Это моральное доказательство есть не вновь открытое основание доказательства, а разве только вновь разбираемое, ведь оно было заложено в человеке еще до появления самых первых ростков способности его разума и по мере роста культуры только все больше развивалось. Как только люди начали размышлять о правом и неправом, в эпоху, когда они еще не обращали внимания на целесообразность природы и пользовались ею, не мысля при этом ничего другого, кроме привычного естественного хода вещей, — неизбежно должно было появиться суждение, что в конце концов не может быть безразлично, честно поступал человек или обманным образом, справедливо или насильнически, хотя бы он до конца своей жизни, по крайней мере по видимости, не получил счастья за свои добродетели и не понес наказания за свои преступления.
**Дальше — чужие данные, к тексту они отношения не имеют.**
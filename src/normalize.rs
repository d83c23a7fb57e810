//! Raw item -> record. Pure; no I/O.

use crate::date::to_local_row_time;
use crate::error::NormalizeError;
use crate::models::{
    ItemKind, PostRecord, RawPost, RawReaction, RawShares, RawSummarized, ReactionRecord, Record,
};
use serde::de::DeserializeOwned;
use serde_json::Value;

fn decode<T: DeserializeOwned>(raw: &Value, kind: &'static str) -> Result<T, NormalizeError> {
    if !raw.is_object() {
        return Err(NormalizeError::Malformed { kind, message: format!("expected object, got {}", raw) });
    }
    serde_json::from_value::<T>(raw.clone()).map_err(|e| NormalizeError::Malformed { kind, message: e.to_string() })
}

fn required(v: &Option<String>, field: &'static str) -> Result<String, NormalizeError> {
    v.clone().ok_or(NormalizeError::MissingField(field))
}

fn timestamp(v: &Option<String>, field: &'static str) -> Result<String, NormalizeError> {
    let raw = v.as_deref().ok_or(NormalizeError::MissingField(field))?;
    to_local_row_time(raw).ok_or_else(|| NormalizeError::BadTimestamp { field, value: raw.to_string() })
}

// Absent edge -> 0; present edge must carry the full summary path.
fn summary_count(edge: &Option<RawSummarized>, path: &'static str) -> Result<u64, NormalizeError> {
    match edge {
        None => Ok(0),
        Some(e) => e
            .summary
            .as_ref()
            .and_then(|s| s.total_count)
            .ok_or(NormalizeError::MissingField(path)),
    }
}

fn share_count(shares: &Option<RawShares>) -> Result<u64, NormalizeError> {
    match shares {
        None => Ok(0),
        Some(s) => s.count.ok_or(NormalizeError::MissingField("shares.count")),
    }
}

pub fn normalize_post(post: &RawPost) -> Result<PostRecord, NormalizeError> {
    let post_id = required(&post.id, "id")?;
    let from = post.from.as_ref().ok_or(NormalizeError::MissingField("from"))?;
    let poster_id = required(&from.id, "from.id")?;
    let poster_name = required(&from.name, "from.name")?;
    let post_type = required(&post.kind, "type")?;
    let post_published = timestamp(&post.created_time, "created_time")?;
    let update_time = timestamp(&post.updated_time, "updated_time")?;

    Ok(PostRecord {
        post_id,
        post_message: post.message.clone().unwrap_or_default(),
        poster_id,
        poster_name,
        link_name: post.name.clone().unwrap_or_default(),
        post_type,
        post_link: post.link.clone().unwrap_or_default(),
        post_published,
        num_likes: summary_count(&post.likes, "likes.summary.total_count")?,
        num_comments: summary_count(&post.comments, "comments.summary.total_count")?,
        num_shares: share_count(&post.shares)?,
        update_time,
    })
}

/// Reaction items don't carry their post; the scan supplies it.
pub fn normalize_reaction(reaction: &RawReaction, post_id: &str) -> Result<ReactionRecord, NormalizeError> {
    Ok(ReactionRecord {
        user_id: required(&reaction.id, "id")?,
        user_name: required(&reaction.name, "name")?,
        reaction_type: required(&reaction.kind, "type")?,
        post_id: post_id.to_string(),
    })
}

pub fn post_from_value(raw: &Value) -> Result<PostRecord, NormalizeError> {
    normalize_post(&decode::<RawPost>(raw, "post")?)
}

pub fn reaction_from_value(raw: &Value, post_id: &str) -> Result<ReactionRecord, NormalizeError> {
    normalize_reaction(&decode::<RawReaction>(raw, "reaction")?, post_id)
}

/// Dispatch on item kind. `post_id` is only consulted for reactions.
pub fn normalize(raw: &Value, kind: ItemKind, post_id: &str) -> Result<Record, NormalizeError> {
    match kind {
        ItemKind::Post => post_from_value(raw).map(Record::Post),
        ItemKind::Reaction => reaction_from_value(raw, post_id).map(Record::Reaction),
    }
}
Они как бы слышат в себе голос, который говорит им, что все должно было быть иначе; значит, в них было глубоко заложено, хотя и неясное, представление о чем-то, стремиться к чему они чувствовали себя обязанными, с чем отнюдь не мог согласоваться подобный исход дела или с чем они не умели сочетать внутреннее определение целей в своей душе, когда на ход вещей смотрели как на единственный порядок вещей. Но как бы грубо они ни представляли себе на разные лады тот способ, которым можно было бы

 

==495

сгладить такую неправильность (а она должна гораздо больше возмущать человеческую душу, чем слепой случай, который хотели установить в качестве принципа для суждения о природе), все же они никогда не могли придумать себе другого принципа возможности совместить природу со своим внутренним нравственным законом, как только господствующую по моральным законам над миром высшую причину, ибо конечная цель, заданная в них как долг, и природа без всякой конечной цели вне их, где эта цель тем не менее должна осуществиться, находятся в противоречии друг с другом. О внутренних свойствах этой причины мира они могли измыслить всякий вздор; но указанное моральное отношение в мироправлении всегда оставалось одним и тем же, оно понятно для самого неразвитого разума, поскольку он рассматривает себя как практический разум, от которого спекулятивный разум сильно отстает. — И по всей вероятности, только через этот моральный интерес было возбуждено то внимание к красоте и целям в природе, которое превосходно подтверждало эту идею, не будучи, однако, в состоянии обосновать ее, а тем более обойтись без этого интереса, ибо даже исследование целей природы только в отношении к конечной цели приобретает тот непосредственный интерес, который так заметно обнаруживается в восхищении перед ними, безотносительно к какой-либо выгоде, которую можно было бы извлечь отсюда.